The industry has long said that it supports regulations, just weak ones enforced by the short-staffed Commodity Futures Trading Commission. Meanwhile, critics who liken the industry to a giant Ponzi scheme say that existing regulations enforced by the SEC are appropriate.

“Black Capitalism”?

Mark Hays, a senior policy analyst with Americans for Financial Reform and Demand Progress, said his “overarching concern” was that the industry would secure lax oversight under the guise of regulatory clarity: “a wolf in sheep’s clothing thing.”

The Harris campaign did not comment on whether she supports regulation under the CFTC or the SEC.

“The specific role that crypto has played in this discussion has just been to refurbish those old claims.”

Leaving aside that question, Ball, the Morgan State professor, said his larger concern was the document’s suggestion that “Black capitalism” could close the racial wealth gap.

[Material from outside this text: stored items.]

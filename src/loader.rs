//! Bootstraps the geo store from the feed.

use std::sync::Arc;

use tokio::sync::Mutex;
use tracing::info;

use crate::client::FeedClient;
use crate::error::Error;
use crate::fetch::FeedTransport;
use crate::model::Agency;
use crate::store::GeoStore;

/// Which agencies to load. An empty filter keeps every agency.
#[derive(Debug, Clone, Default, PartialEq, Eq)]
pub struct AgencyFilter {
    tags: Vec<String>,
}

impl AgencyFilter {
    pub fn new<I, S>(tags: I) -> Self
    where
        I: IntoIterator<Item = S>,
        S: Into<String>,
    {
        Self {
            tags: tags.into_iter().map(Into::into).collect(),
        }
    }

    pub fn all() -> Self {
        Self::default()
    }

    pub fn matches(&self, agency: &Agency) -> bool {
        self.tags.is_empty() || self.tags.iter().any(|t| *t == agency.tag)
    }
}

/// Counts of what a reload put into the store.
#[derive(Debug, Clone, Copy, PartialEq, Eq)]
pub struct LoadSummary {
    pub agencies: usize,
    pub routes: usize,
    pub stops: usize,
}

pub struct ReferenceLoader<T, S> {
    client: FeedClient<T>,
    store: Arc<S>,
    filter: AgencyFilter,
    running: Mutex<()>,
}

impl<T, S> ReferenceLoader<T, S>
where
    T: FeedTransport + 'static,
    S: GeoStore,
{
    pub fn new(client: FeedClient<T>, store: Arc<S>, filter: AgencyFilter) -> Self {
        Self {
            client,
            store,
            filter,
            running: Mutex::new(()),
        }
    }

    /// Fetches agencies matching the loader's filter, their routes and stops,
    /// and replaces the store's dataset.
    ///
    /// Every fetch must succeed before the store is touched; a failed reload
    /// leaves the previous dataset in place. Overlapping calls on the same
    /// loader run one after the other. Nothing stops `find_nearby` from
    /// reading while `load_all` is in progress.
    #[tracing::instrument(skip(self), fields(filter = ?self.filter))]
    pub async fn reload(&self) -> Result<LoadSummary, Error> {
        let _running = self.running.lock().await;

        let agencies: Vec<Agency> = self
            .client
            .get_agencies()
            .await?
            .into_iter()
            .filter(|a| self.filter.matches(a))
            .collect();
        info!(count = agencies.len(), "Agencies selected for loading");

        let routes = self.client.get_routes(&agencies).await?;
        let stops = self.client.get_stops(&routes).await?;

        self.store.load_all(&agencies, &routes, &stops).await?;

        let summary = LoadSummary {
            agencies: agencies.len(),
            routes: routes.len(),
            stops: stops.len(),
        };
        info!(?summary, "Reference data loaded");
        Ok(summary)
    }

    /// Reloads when `force` is set or the
    /// store has no stops yet.
    pub async fn ensure_loaded(&self, force: bool) -> Result<Option<LoadSummary>, Error> {
        let empty = self.store.is_empty().await?;
        if force || empty {
            info!(force, empty, "Loading reference data");
            return self.reload().await.map(Some);
        }
        Ok(None)
    }
}
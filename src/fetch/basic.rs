use std::time::Duration;

use super::client::HttpClient;
use async_trait::async_trait;

pub struct BasicClient(reqwest::Client);

impl BasicClient {
    /// Builds a client that gives up on connect and on the whole request
    /// after the given durations.
    pub fn with_timeouts(connect: Duration, request: Duration) -> reqwest::Result<Self> {
        let client = reqwest::Client::builder()
            .connect_timeout(connect)
            .timeout(request)
            .build()?;
        Ok(Self(client))
    }
}

#[async_trait]
impl HttpClient for BasicClient {
    async fn execute(&self, req: reqwest::Request) -> reqwest::Result<reqwest::Response> {
        self.0.execute(req).await
    }
}
//! Great-circle helpers for the nearby query.
//!
//! Distances use the Haversine formula on the mean Earth radius, the same
//! metric the store filters and orders by.

use geo::{HaversineDistance, Point};

use crate::model::Position;

/// Mean Earth radius in meters, as used by `geo`'s Haversine implementation.
pub const EARTH_RADIUS_M: f64 = 6_371_008.8;

/// Haversine distance between two positions in meters.
pub fn haversine_distance(a: Position, b: Position) -> f64 {
    let a = Point::new(a.longitude, a.latitude);
    let b = Point::new(b.longitude, b.latitude);
    a.haversine_distance(&b)
}

/// Latitude/longitude ranges, in degrees, that contain every point within
/// `radius_m` of `center`.
///
/// Returns one range in the common case and two when the circle crosses the
/// antimeridian. Near a pole the longitude range covers the whole globe.
pub fn bounding_ranges(center: Position, radius_m: f64) -> Vec<BoundingRange> {
    let angular = radius_m / EARTH_RADIUS_M;
    let lat = center.latitude.to_radians();
    let lon = center.longitude.to_radians();

    let min_lat = lat - angular;
    let max_lat = lat + angular;
    let half_pi = std::f64::consts::FRAC_PI_2;

    if min_lat <= -half_pi || max_lat >= half_pi || angular >= half_pi {
        return vec![BoundingRange {
            min_lat: min_lat.to_degrees().max(-90.0),
            max_lat: max_lat.to_degrees().min(90.0),
            min_lon: -180.0,
            max_lon: 180.0,
        }];
    }

    let ratio = angular.sin() / lat.cos();
    if ratio >= 1.0 {
        return vec![BoundingRange {
            min_lat: min_lat.to_degrees(),
            max_lat: max_lat.to_degrees(),
            min_lon: -180.0,
            max_lon: 180.0,
        }];
    }

    let delta_lon = ratio.asin();
    let min_lon = (lon - delta_lon).to_degrees();
    let max_lon = (lon + delta_lon).to_degrees();
    let (min_lat, max_lat) = (min_lat.to_degrees(), max_lat.to_degrees());

    let range = |min_lon: f64, max_lon: f64| BoundingRange {
        min_lat,
        max_lat,
        min_lon,
        max_lon,
    };

    if min_lon < -180.0 {
        vec![range(min_lon + 360.0, 180.0), range(-180.0, max_lon)]
    } else if max_lon > 180.0 {
        vec![range(min_lon, 180.0), range(-180.0, max_lon - 360.0)]
    } else {
        vec![range(min_lon, max_lon)]
    }
}

#[derive(Debug, Clone, Copy, PartialEq)]
pub struct BoundingRange {
    pub min_lat: f64,
    pub max_lat: f64,
    pub min_lon: f64,
    pub max_lon: f64,
}

#[cfg(test)]
impl BoundingRange {
    fn contains(&self, position: Position) -> bool {
        (self.min_lat..=self.max_lat).contains(&position.latitude)
            && (self.min_lon..=self.max_lon).contains(&position.longitude)
    }
}
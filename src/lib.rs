pub mod client;
pub mod config;
pub mod departures;
pub mod error;
pub mod extract;
pub mod fanout;
pub mod fetch;
pub mod loader;
pub mod model;
pub mod output;
pub mod parser;
pub mod store;
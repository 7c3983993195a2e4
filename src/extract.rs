//! Typed records out of normalized feed documents.
//!
//! Every accessor that expects a field fails with an [`ExtractionError`] when
//! the field is absent or has the wrong shape. The one tolerated absence is a
//! `predictions` node without a `direction` child, which is how the feed says
//! a stop has nothing scheduled.

use serde_json::Value;
use tracing::error;

use crate::error::{ExtractionError, FeedError};
use crate::model::{Agency, Direction, Position, Prediction, PredictionOutcome, Route, Stop};
use crate::parser::NodeTree;

const CONTEXT_LIMIT: usize = 240;

/// `<body><agency tag=".." title=".."/>...</body>`
pub fn extract_agencies(tree: &NodeTree) -> Result<Vec<Agency>, FeedError> {
    let body = body(tree)?;
    nodes(body, "agency")?
        .into_iter()
        .map(|agency| -> Result<Agency, FeedError> {
            Ok(Agency {
                tag: string(agency, "tag")?,
                title: string(agency, "title")?,
            })
        })
        .collect()
}

/// `<body><route tag=".." title=".."/>...</body>`
pub fn extract_routes(tree: &NodeTree, agency_tag: &str) -> Result<Vec<Route>, FeedError> {
    let body = body(tree)?;
    nodes(body, "route")?
        .into_iter()
        .map(|route| -> Result<Route, FeedError> {
            Ok(Route {
                tag: string(route, "tag")?,
                agency_tag: agency_tag.to_string(),
                title: string(route, "title")?,
            })
        })
        .collect()
}

/// `<body><route ...><stop tag=".." title=".." lat=".." lon=".."/>...</route></body>`
pub fn extract_stops(
    tree: &NodeTree,
    agency_tag: &str,
    route_tag: &str,
) -> Result<Vec<Stop>, FeedError> {
    let body = body(tree)?;
    let route = node(body, "route")?;
    nodes(route, "stop")?
        .into_iter()
        .map(|stop| -> Result<Stop, FeedError> {
            Ok(Stop {
                tag: string(stop, "tag")?,
                agency_tag: agency_tag.to_string(),
                route_tag: route_tag.to_string(),
                title: string(stop, "title")?,
                position: position(stop)?,
            })
        })
        .collect()
}

/// One outcome per `predictions` node, in feed order.
pub fn extract_predictions(tree: &NodeTree) -> Result<Vec<PredictionOutcome>, FeedError> {
    let body = body(tree)?;
    nodes(body, "predictions")?
        .into_iter()
        .map(prediction_outcome)
        .collect()
}

fn prediction_outcome(predictions: &Value) -> Result<PredictionOutcome, FeedError> {
    let stop_title = string(predictions, "stopTitle")?;
    let route_tag = string(predictions, "routeTag")?;

    if predictions.get("direction").is_none() {
        return Ok(PredictionOutcome::NoDeparture {
            stop_title,
            route_tag,
        });
    }

    let directions = nodes(predictions, "direction")?
        .into_iter()
        .map(|direction| -> Result<Direction, FeedError> {
            let seconds = nodes(direction, "prediction")?
                .into_iter()
                .map(|p| int(p, "seconds"))
                .collect::<Result<Vec<_>, _>>()?;
            Ok(Direction {
                title: string(direction, "title")?,
                seconds,
            })
        })
        .collect::<Result<Vec<_>, FeedError>>()?;

    Ok(PredictionOutcome::Found(Prediction {
        stop_title,
        route_tag,
        route_title: string(predictions, "routeTitle")?,
        directions,
    }))
}

/// The `body` node, or the feed's own error report if it sent one instead.
fn body(tree: &NodeTree) -> Result<&Value, FeedError> {
    let body = node(tree, "body")?;
    if let Some(err) = body.get("Error") {
        let err = coerce(err).into_iter().next().unwrap_or(err);
        let message = err
            .get("content")
            .and_then(Value::as_str)
            .unwrap_or("unspecified error")
            .to_string();
        let should_retry = err.get("shouldRetry").and_then(Value::as_str) == Some("true");
        error!(message, should_retry, "Feed returned an error document");
        return Err(FeedError::Upstream {
            message,
            should_retry,
        });
    }
    Ok(body)
}

fn position(stop: &Value) -> Result<Position, FeedError> {
    let latitude = float(stop, "lat")?;
    let longitude = float(stop, "lon")?;
    if !(-90.0..=90.0).contains(&latitude) {
        return Err(unexpected(stop, "lat", "latitude in [-90, 90]"));
    }
    if !(-180.0..=180.0).contains(&longitude) {
        return Err(unexpected(stop, "lon", "longitude in [-180, 180]"));
    }
    Ok(Position::new(latitude, longitude))
}

fn coerce(value: &Value) -> Vec<&Value> {
    match value {
        Value::Array(items) => items.iter().collect(),
        other => vec![other],
    }
}

fn node<'a>(value: &'a Value, key: &str) -> Result<&'a Value, FeedError> {
    value
        .get(key)
        .filter(|v| v.is_object())
        .ok_or_else(|| unexpected(value, key, "node"))
}

fn nodes<'a>(value: &'a Value, key: &str) -> Result<Vec<&'a Value>, FeedError> {
    let items = coerce(value.get(key).ok_or_else(|| unexpected(value, key, "node"))?);
    if items.iter().all(|v| v.is_object()) {
        Ok(items)
    } else {
        Err(unexpected(value, key, "node"))
    }
}

fn string(value: &Value, key: &str) -> Result<String, FeedError> {
    value
        .get(key)
        .and_then(Value::as_str)
        .map(str::to_string)
        .ok_or_else(|| unexpected(value, key, "string"))
}

fn float(value: &Value, key: &str) -> Result<f64, FeedError> {
    value
        .get(key)
        .and_then(Value::as_str)
        .and_then(|s| s.trim().parse::<f64>().ok())
        .filter(|f| f.is_finite())
        .ok_or_else(|| unexpected(value, key, "float"))
}

fn int(value: &Value, key: &str) -> Result<i64, FeedError> {
    value
        .get(key)
        .and_then(Value::as_str)
        .and_then(|s| s.trim().parse::<i64>().ok())
        .ok_or_else(|| unexpected(value, key, "integer"))
}

fn unexpected(value: &Value, key: &str, expected: &'static str) -> FeedError {
    let mut context = value.to_string();
    if context.len() > CONTEXT_LIMIT {
        let cut = (0..=CONTEXT_LIMIT)
            .rev()
            .find(|i| context.is_char_boundary(*i))
            .unwrap_or(0);
        context.truncate(cut);
        context.push_str("...");
    }
    error!(field = key, expected, context = %context, "Unexpected feed document");
    FeedError::Extraction(ExtractionError {
        field: key.to_string(),
        expected,
        context,
    })
}
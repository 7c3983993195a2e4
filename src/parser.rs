//! XML normalization for feed responses.
//!
//! The feed answers in XML. Before extraction every body is turned into a
//! uniform node tree:
//!
//! - an element becomes an object keyed by its attribute and child names
//! - attribute values are kept as strings
//! - a child that appears more than once becomes an array, a lone child stays
//!   a single object (the extractor coerces both)
//! - element text, with references and CDATA resolved, is trimmed and stored
//!   under `content` unless it is blank
//!
//! The root element is wrapped in an object keyed by its own name, so a
//! `<body>` document reads as `{"body": {...}}`.

use quick_xml::Reader;
use quick_xml::escape::resolve_predefined_entity;
use quick_xml::events::{BytesRef, BytesStart, Event};
use serde_json::{Map, Value};

use crate::error::FeedError;

pub type NodeTree = Value;

const TEXT_KEY: &str = "content";

/// Parses an XML document into a [`NodeTree`].
///
/// # Errors
///
/// Returns [`FeedError::Format`] if the body is not UTF-8, is not well formed,
/// or has no root element.
pub fn parse_document(bytes: &[u8]) -> Result<NodeTree, FeedError> {
    let xml = std::str::from_utf8(bytes).map_err(|e| FeedError::Format(e.to_string()))?;
    let mut reader = Reader::from_str(xml);

    let mut stack: Vec<OpenElement> = Vec::new();
    let mut root: Option<(String, Map<String, Value>)> = None;

    loop {
        match reader.read_event()? {
            Event::Start(e) => {
                let (name, node) = open_element(&reader, &e)?;
                stack.push(OpenElement {
                    name,
                    node,
                    text: String::new(),
                });
            }
            Event::Empty(e) => {
                let (name, node) = open_element(&reader, &e)?;
                match stack.last_mut() {
                    Some(parent) => insert_child(&mut parent.node, name, Value::Object(node)),
                    None => root = Some((name, node)),
                }
            }
            Event::End(_) => {
                let element = stack
                    .pop()
                    .ok_or_else(|| FeedError::Format("unbalanced closing tag".to_string()))?;
                let (name, node) = element.close();
                match stack.last_mut() {
                    Some(parent) => insert_child(&mut parent.node, name, Value::Object(node)),
                    None => root = Some((name, node)),
                }
            }
            Event::Text(t) => {
                if let Some(element) = stack.last_mut() {
                    element.text.push_str(&decode(&reader, &t)?);
                }
            }
            Event::CData(c) => {
                if let Some(element) = stack.last_mut() {
                    element.text.push_str(&decode(&reader, &c)?);
                }
            }
            Event::GeneralRef(r) => {
                if let Some(element) = stack.last_mut() {
                    element.text.push_str(&resolve_reference(&reader, &r)?);
                }
            }
            Event::Eof => break,
            _ => {}
        }
    }

    if !stack.is_empty() {
        return Err(FeedError::Format(format!(
            "document ended with {} unclosed element(s)",
            stack.len()
        )));
    }

    let (name, node) =
        root.ok_or_else(|| FeedError::Format("document has no root element".to_string()))?;
    let mut doc = Map::new();
    doc.insert(name, Value::Object(node));
    Ok(Value::Object(doc))
}

/// An element whose closing tag has not been read yet. Text, references and
/// CDATA accumulate in `text` until then.
struct OpenElement {
    name: String,
    node: Map<String, Value>,
    text: String,
}

impl OpenElement {
    fn close(mut self) -> (String, Map<String, Value>) {
        let text = self.text.trim();
        if !text.is_empty() {
            self.node
                .insert(TEXT_KEY.to_string(), Value::String(text.to_string()));
        }
        (self.name, self.node)
    }
}

fn decode(reader: &Reader<&[u8]>, raw: &[u8]) -> Result<String, FeedError> {
    reader
        .decoder()
        .decode(raw)
        .map(|text| text.into_owned())
        .map_err(|e| FeedError::Format(e.to_string()))
}

/// `&amp;`, `&#60;`, `&#x3C;` and the other predefined references.
fn resolve_reference(
    reader: &Reader<&[u8]>,
    reference: &BytesRef<'_>,
) -> Result<String, FeedError> {
    let resolved = reference
        .resolve_char_ref()
        .map_err(|e| FeedError::Format(e.to_string()))?;
    if let Some(ch) = resolved {
        return Ok(ch.to_string());
    }

    let name = decode(reader, reference)?;
    resolve_predefined_entity(&name)
        .map(str::to_string)
        .ok_or_else(|| FeedError::Format(format!("unknown entity reference '&{name};'")))
}

fn open_element(
    reader: &Reader<&[u8]>,
    start: &BytesStart<'_>,
) -> Result<(String, Map<String, Value>), FeedError> {
    let decoder = reader.decoder();
    let name = decoder
        .decode(start.name().as_ref())
        .map_err(|e| FeedError::Format(e.to_string()))?
        .into_owned();

    let mut node = Map::new();
    for attr in start.attributes() {
        let attr = attr.map_err(|e| FeedError::Format(e.to_string()))?;
        let key = decoder
            .decode(attr.key.as_ref())
            .map_err(|e| FeedError::Format(e.to_string()))?
            .into_owned();
        let value = attr.decode_and_unescape_value(decoder)?.into_owned();
        node.insert(key, Value::String(value));
    }

    Ok((name, node))
}

fn insert_child(parent: &mut Map<String, Value>, name: String, child: Value) {
    match parent.get_mut(&name) {
        Some(Value::Array(items)) => items.push(child),
        Some(existing) => {
            let first = existing.take();
            *existing = Value::Array(vec![first, child]);
        }
        None => {
            parent.insert(name, child);
        }
    }
}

“The specific role that crypto has played in this discussion has just been to refurbish those old claims and give them new packaging,” Ball said.

Still, at least one industry critic said he saw signs for hope in the Harris campaign document.

“I have written that no one should be in crypto,” said Algernon Austin, the director for race and economic justice at the Center for Economic and Policy Research. “But given that people are, definitely more regulation, more transparency, more safeguards would be an improvement.”